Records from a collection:
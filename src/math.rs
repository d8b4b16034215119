use glam::{Mat3, Vec3};

/// Normalizes `v`, mapping a zero-length vector to the zero vector instead of NaN.
pub fn safe_normalize(v: Vec3) -> Vec3 {
    let length = v.length();
    if length == 0.0 {
        Vec3::ZERO
    } else {
        v / length
    }
}

/// A location in world space. Kept apart from `Vec3` so positions and directions
/// can't be mixed up at call sites.
#[derive(Clone, Copy, Debug, Default, PartialEq)]
pub struct Point3(pub Vec3);

impl Point3 {
    pub const ORIGIN: Self = Self(Vec3::ZERO);

    pub const fn new(x: f32, y: f32, z: f32) -> Self {
        Self(Vec3::new(x, y, z))
    }

    pub fn distance_to(&self, other: Point3) -> f32 {
        self.0.distance(other.0)
    }

    /// Squared distance, for comparisons that don't need the square root.
    pub fn fast_distance_to(&self, other: Point3) -> f32 {
        self.0.distance_squared(other.0)
    }

    pub fn offset(&self, v: Vec3) -> Point3 {
        Point3(self.0 + v)
    }

    pub fn vector_to(&self, other: Point3) -> Vec3 {
        other.0 - self.0
    }

    pub fn to_vec3(self) -> Vec3 {
        self.0
    }
}

/// Rotation about an arbitrary axis, angle in degrees.
///
/// The 3x3 coefficients are cached and rebuilt whenever the axis or the angle changes.
#[derive(Clone, Copy, Debug)]
pub struct RotationMatrix {
    axis: Vec3,
    angle: f32,
    matrix: Mat3,
}

impl RotationMatrix {
    pub fn new(axis: Vec3, angle_degrees: f32) -> Self {
        let mut rotation = Self {
            axis: safe_normalize(axis),
            angle: angle_degrees,
            matrix: Mat3::IDENTITY,
        };
        rotation.rebuild();
        rotation
    }

    pub fn axis(&self) -> Vec3 {
        self.axis
    }

    pub fn angle(&self) -> f32 {
        self.angle
    }

    pub fn set_axis(&mut self, axis: Vec3) {
        self.axis = safe_normalize(axis);
        self.rebuild();
    }

    pub fn set_angle(&mut self, angle_degrees: f32) {
        self.angle = angle_degrees;
        self.rebuild();
    }

    pub fn multiply(&self, v: Vec3) -> Vec3 {
        self.matrix * v
    }

    // Rodrigues' rotation formula, written out row by row.
    fn rebuild(&mut self) {
        if self.axis == Vec3::ZERO {
            self.matrix = Mat3::IDENTITY;
            return;
        }
        let (s, c) = self.angle.to_radians().sin_cos();
        let t = 1.0 - c;
        let Vec3 { x, y, z } = self.axis;

        let row0 = Vec3::new(c + x * x * t, x * y * t - z * s, x * z * t + y * s);
        let row1 = Vec3::new(y * x * t + z * s, c + y * y * t, y * z * t - x * s);
        let row2 = Vec3::new(z * x * t - y * s, z * y * t + x * s, c + z * z * t);

        self.matrix = Mat3::from_cols(row0, row1, row2).transpose();
    }
}
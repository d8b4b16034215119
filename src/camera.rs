use glam::{Mat4, Vec3};

use crate::math::{Point3, safe_normalize};

pub const PITCH_LIMIT: f32 = 89.0;
pub const DEFAULT_SPEED: f32 = 0.5;
pub const DEFAULT_SENSITIVITY: f32 = 0.1;

#[derive(Clone, Copy, Debug, PartialEq, Eq, Hash)]
pub enum MoveDirection {
    Forward,
    Backward,
    StrafeLeft,
    StrafeRight,
}

impl MoveDirection {
    pub const ALL: [MoveDirection; 4] = [
        MoveDirection::Forward,
        MoveDirection::Backward,
        MoveDirection::StrafeLeft,
        MoveDirection::StrafeRight,
    ];
}

/// Free-flying first person camera. Angles are in degrees.
#[derive(Clone, Debug)]
pub struct FlyCamera {
    pub position: Point3,
    front: Vec3,
    up: Vec3,
    pub pitch: f32,
    pub yaw: f32,
    pub speed: f32,
    pub sensitivity: f32,
}

impl FlyCamera {
    pub fn new(eye: Point3, target: Point3) -> Self {
        let front = safe_normalize(eye.vector_to(target));
        let front = if front == Vec3::ZERO { Vec3::NEG_Z } else { front };
        Self {
            position: eye,
            front,
            up: Vec3::Y,
            pitch: front.y.clamp(-1.0, 1.0).asin().to_degrees(),
            yaw: front.z.atan2(front.x).to_degrees(),
            speed: DEFAULT_SPEED,
            sensitivity: DEFAULT_SENSITIVITY,
        }
    }

    pub fn front(&self) -> Vec3 {
        self.front
    }

    pub fn up(&self) -> Vec3 {
        self.up
    }

    pub fn right(&self) -> Vec3 {
        safe_normalize(self.front.cross(self.up))
    }

    /// Accumulates a pointer offset from the screen centre. `front` is only
    /// refreshed by the next [`FlyCamera::apply_rotation`].
    pub fn update_rotation(&mut self, x_offset: f32, y_offset: f32) {
        self.yaw += x_offset * self.sensitivity;
        self.pitch -= y_offset * self.sensitivity;
    }

    pub fn apply_rotation(&mut self) {
        self.pitch = self.pitch.clamp(-PITCH_LIMIT, PITCH_LIMIT);

        let pitch_rad = self.pitch.to_radians();
        let yaw_rad = self.yaw.to_radians();
        self.front = safe_normalize(Vec3::new(
            pitch_rad.cos() * yaw_rad.cos(),
            pitch_rad.sin(),
            pitch_rad.cos() * yaw_rad.sin(),
        ));
    }

    pub fn apply_movement(&mut self, direction: MoveDirection, speed: f32) {
        let step = match direction {
            MoveDirection::Forward => self.front * speed,
            MoveDirection::Backward => -self.front * speed,
            MoveDirection::StrafeRight => self.right() * speed,
            MoveDirection::StrafeLeft => -self.right() * speed,
        };
        self.position = self.position.offset(step);
    }

    pub fn build_view_matrix(&self) -> Mat4 {
        let eye = self.position.to_vec3();
        Mat4::look_at_rh(eye, eye + self.front, self.up)
    }
}

pub struct Projection {
    aspect: f32,
    fovy: f32,
    znear: f32,
    zfar: f32,
}

impl Projection {
    pub fn new(width: u32, height: u32, fovy_degrees: f32, znear: f32, zfar: f32) -> Self {
        Self {
            aspect: aspect_ratio(width, height),
            fovy: fovy_degrees.to_radians(),
            znear,
            zfar,
        }
    }

    pub fn resize(&mut self, width: u32, height: u32) {
        self.aspect = aspect_ratio(width, height);
    }

    pub fn aspect(&self) -> f32 {
        self.aspect
    }

    pub fn build_projection_matrix(&self) -> Mat4 {
        Mat4::perspective_rh(self.fovy, self.aspect, self.znear, self.zfar)
    }
}

impl Default for Projection {
    fn default() -> Self {
        Self::new(1, 1, 90.0, 0.1, 1000.0)
    }
}

fn aspect_ratio(width: u32, height: u32) -> f32 {
    width.max(1) as f32 / height.max(1) as f32
}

§ Exercise requirements
Would you report every line of the entries above containing the word "IDENTITY"?

§ Exercise solution
            matrix: Mat3::IDENTITY,
            self.matrix = Mat3::IDENTITY;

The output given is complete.